Blue Rubber Bleb Nevus Syndrome Manifest as Chronic Anemia in a 17-Year-Old Boy

Case Report

Austin J Dermatolog. 2016; 3(4): 1058.

Blue Rubber Bleb Nevus Syndrome Manifest as Chronic Anemia in a 17-Year-Old Boy

Zhong M¹, Song Z²*, Chen W³, Yang X² and Hao F²

¹Department of Dermatology, Outpatient Department, People’s Hospital, China

²Department of Dermatology, Third Military Medical University, China

³Department of Dermatology and Allergy, Technische Universitaet Muenchen, Germany

*Corresponding author: Zhiqiang Song, Department of Dermatology, Southwest Hospital, Third Military Medical University, Chongqing 400038, China

Received: August 16, 2016; Accepted: October 03, 2016; Published: October 05, 2016


Blue Rubber Bleb Nevus Syndrome (BRBNS) is a rare systemic disorder characterized by cutaneous and Gastrointestinal (GI) vascular malformations that sometimes lead to occult blood loss with iron-deficiency anaemia or severe gastrointestinal bleeding. Here we report a case of a 17-year-old patient with BRBNS manifest as chronic anemia in his early years and review the clinical features and treatment of this rare disorder.
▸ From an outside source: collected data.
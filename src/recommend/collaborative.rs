use super::{zip_scores, RankModel, Recommender};
use crate::similarity::{Similarity, SimilarityKind};
use crate::{Bigraph, Entity, EntityKind, Result, SocialGraph};
use serde::{Deserialize, Serialize};

/// Collaborative-filtering settings shared by [`UserCf`] and [`ItemCf`].
#[derive(Debug, Clone, Copy, PartialEq, Eq, Default, Serialize, Deserialize)]
pub struct CfConfig {
    /// Neighbors consulted per vote; `None` uses every other row.
    pub neighbors: Option<usize>,
    /// Kernel comparing incidence rows.
    pub similarity: SimilarityKind,
}

impl CfConfig {
    pub fn with_neighbors(mut self, k: usize) -> Self {
        self.neighbors = Some(k);
        self
    }

    pub fn with_similarity(mut self, similarity: SimilarityKind) -> Self {
        self.similarity = similarity;
        self
    }
}

/// User-based collaborative filtering over the account × repository
/// incidence matrix.
///
/// A repository scores the summed similarity of the nearest accounts that
/// are connected to it.
#[derive(Debug, Clone, Copy, Default)]
pub struct UserCf {
    pub config: CfConfig,
}

/// Item-based collaborative filtering: every repository of the user votes for
/// its nearest repositories with their similarity.
#[derive(Debug, Clone, Copy, Default)]
pub struct ItemCf {
    pub config: CfConfig,
}

impl UserCf {
    pub fn new(config: CfConfig) -> Self {
        Self { config }
    }
}

impl ItemCf {
    pub fn new(config: CfConfig) -> Self {
        Self { config }
    }
}

struct CfModel {
    graph: SocialGraph,
    bigraph: Bigraph,
    similarity: Box<dyn Similarity>,
    neighbors: usize,
    item_based: bool,
}

fn train_cf(graph: &SocialGraph, config: &CfConfig, item_based: bool) -> Result<CfModel> {
    let bigraph = Bigraph::new(graph, EntityKind::Account, EntityKind::Repository, None)?;
    let rows = if item_based {
        bigraph.transposed()
    } else {
        bigraph.matrix()
    };
    let similarity = config.similarity.build(rows);
    let neighbors = config.neighbors.unwrap_or(similarity.size());
    Ok(CfModel {
        graph: graph.clone(),
        bigraph,
        similarity,
        neighbors,
        item_based,
    })
}

impl Recommender for UserCf {
    fn name(&self) -> String {
        "user_cf".to_string()
    }

    fn train(&self, graph: &SocialGraph) -> Result<Box<dyn RankModel>> {
        Ok(Box::new(train_cf(graph, &self.config, false)?))
    }
}

impl Recommender for ItemCf {
    fn name(&self) -> String {
        "item_cf".to_string()
    }

    fn train(&self, graph: &SocialGraph) -> Result<Box<dyn RankModel>> {
        Ok(Box::new(train_cf(graph, &self.config, true)?))
    }
}

impl RankModel for CfModel {
    fn graph(&self) -> &SocialGraph {
        &self.graph
    }

    fn rank(&self, user: &Entity, _rng: &mut dyn rand::RngCore) -> Result<Vec<(Entity, f64)>> {
        let Some(u) = self.bigraph.source_index(user) else {
            return Ok(Vec::new());
        };
        let mut scores = vec![0.0; self.bigraph.targets().len()];
        if self.item_based {
            for &r in self.bigraph.source_neighbors(u) {
                for (s, weight) in self.similarity.nearest(r, self.neighbors) {
                    scores[s] += weight;
                }
            }
        } else {
            for (v, weight) in self.similarity.nearest(u, self.neighbors) {
                for &r in self.bigraph.source_neighbors(v) {
                    scores[r] += weight;
                }
            }
        }
        Ok(zip_scores(self.bigraph.targets(), scores))
    }
}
Keywords: Blue rubber bleb nevus syndrome; Bean syndrome; Anemia; Endoscopy

Case Report

A 17-year-old boy was admitted to department of pediatrics with ten years history of dizzy, lassitude, inertia. His chief complaint was dizziness that had initially developed 10 years ago. The patient did not pay more attention to this because it did not affect his study and life. Occasionally he felt cardiopalmus, upper abdominal pain but without fever, hematemesis and melena. After the illness, the patient had slightly poor memory and appetite and decreased body weight. Five years ago, his parent found a few blue eruptions on his trunk. Although more lesions appear with time, they did not take the patient to see a dermatologist, because they are told these lesions were nevi and did not need further treatments.

Physical examination revealed the patient presented with multiple violaceous or blue cutaneous lesions with various diameter on the face, trunk and the palmar surface of both feet. The lesions were compressible; after compression they slowly refilled with blood (Figure 1).